I’m loving my watercolor class! Our instructor is teaching us far more about drawing than I expected and I’m finally learning how to utilize my sketchbook. I’ve seen vast improvement in not only my drawing abilities but also my attitude towards sketching.
I’ve never been a person who sits in class and doodles and draws, which is ironic being a painting and DRAWING major. I’ve looked at it as a recreational thing that I just never got into and frankly its always been something I dread… Until, I’ve been in this class!
I now know it’s just a matter of understanding the different techniques and approaches to drawing and their purpose in helping one attain a specific design. This info has really simplified and made sence of the how and why of sketching.
I always assumed in order to be a person who draws well you have to be absolutely precise and exact in drawing to scale etc.
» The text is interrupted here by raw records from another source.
// Headless command-line behaviour: report export and startup failures.

use predicates::prelude::*;
use std::fs;
use tempfile::TempDir;

const POLLUTION: &str = "\
PM2.5,PM10,CO,Qualite_air
12.5,20,1.2µg,bon
,35,n/a,moyen
40.1,,2.0µg,mauvais
80.0,120,,dangereuse
";

#[test]
fn test_export_missing_writes_report() {
    let tmp_dir = TempDir::new().unwrap();
    let data = tmp_dir.path().join("pollution.csv");
    let out = tmp_dir.path().join("rapport.csv");
    fs::write(&data, POLLUTION).unwrap();

    let mut cmd = assert_cmd::cargo::cargo_bin_cmd!("airview");
    cmd.arg(&data).arg("--export-missing").arg(&out);
    cmd.assert().success();

    let report = fs::read_to_string(&out).unwrap();
    let lines: Vec<&str> = report.lines().collect();
    assert_eq!(lines[0], ",Valeurs_manquantes,Pourcentage_manquant (%)");
    assert_eq!(lines[1], "CO,2,50.0");
    assert_eq!(lines.len(), 5);
    assert!(lines.contains(&"Qualite_air,0,0.0"));
}

#[test]
fn test_missing_file_fails_before_any_window() {
    let tmp_dir = TempDir::new().unwrap();
    let out = tmp_dir.path().join("rapport.csv");

    let mut cmd = assert_cmd::cargo::cargo_bin_cmd!("airview");
    cmd.arg(tmp_dir.path().join("absent.csv"))
        .arg("--export-missing")
        .arg(&out);

    cmd.assert()
        .failure()
        .stderr(predicate::str::contains("not found"));
    assert!(!out.exists());
}

#[test]
fn test_unsupported_extension_is_rejected() {
    let tmp_dir = TempDir::new().unwrap();
    let data = tmp_dir.path().join("pollution.xlsx");
    fs::write(&data, "not a spreadsheet").unwrap();

    let mut cmd = assert_cmd::cargo::cargo_bin_cmd!("airview");
    cmd.arg(&data).arg("--export-missing").arg(tmp_dir.path().join("r.csv"));

    cmd.assert().failure();
}

#[test]
fn test_unknown_view_is_a_usage_error() {
    let mut cmd = assert_cmd::cargo::cargo_bin_cmd!("airview");
    cmd.arg("--view").arg("dashboard");

    cmd.assert()
        .failure()
        .stderr(predicate::str::contains("invalid value"));
}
What I have learned from this class is the art of communicating what I see by beginning with simple loose shapes and values. It gives one far more freedom and choice for design and artistic license. Once the simple things are established then one can work more at refining and honing in on detail etc. I now understand how your sketchbook becomes a problem solving tool rather than busy work that I try to fake my way through.
Ahhh!! A whole new world has been opened up to me!! It’s amazing!!
So you want to know some tips on how to draw… We’ll let me tell you.
1. Start with a photograph (black and white would be easier) and simply observe the shapes and values in the picture. If using color photo squint your eyes to determine the values. It also helps to turn it upside down so you don’t see it for an image as a whole but rather as shapes.
2. Get out a soft (B, 2B, or 3B) pencil and draw in a small picture plane no bigger than 1×2 inches. The bounding box that is your image.
3. Lightly and loosely draw the contour lines that make up the shapes of values you see in the photo. (Contour lines are the outer “lines” that make up a mass or shape. Values are the lights and darks in the shapes.)
4. Pay attention to design. How are your eyes lead through the compositon? Are you filling up the space allotted. Does your image touch at least 3 of the sides of the picture plane? Make adjustments if needed.
5. Then fill in the values starting with the darkest and working up to the lightest. Don’t be concerned about drawing in every little tree, remember you’re only paying attention to the values as a whole. Trees make up a mass shape and only do their points give the impression that they are a clump of trees. Feel free to add contrast and down the darks or brighten the lights, this is where your interpretation can really add to the design of the image. A thumbnail sketch should take no longer than 3 minutes. If it takes longer than that, you’re adding in too much detail.
6. Transfer the small thumbnail image to a slightly larger picture plane. This time going at a slower pace allowing yourself to fill in more detail and to be more accurate. You’ve already worked through the shapes and values this will give you the chance to simply refine them or make further adjustments to position and composition.
7. Repeat!! Do it again with another image or this time go outside and work from what you see. The more you practice the better you’ll be able to distingush values and shapes and the better you’ll get at being able to design and communicate the landscape into a 2D surface.
Cool huh? With these two simple sketches you have all the information you need to create one or even several paintings from. Its kind of like a blueprint for a work of art.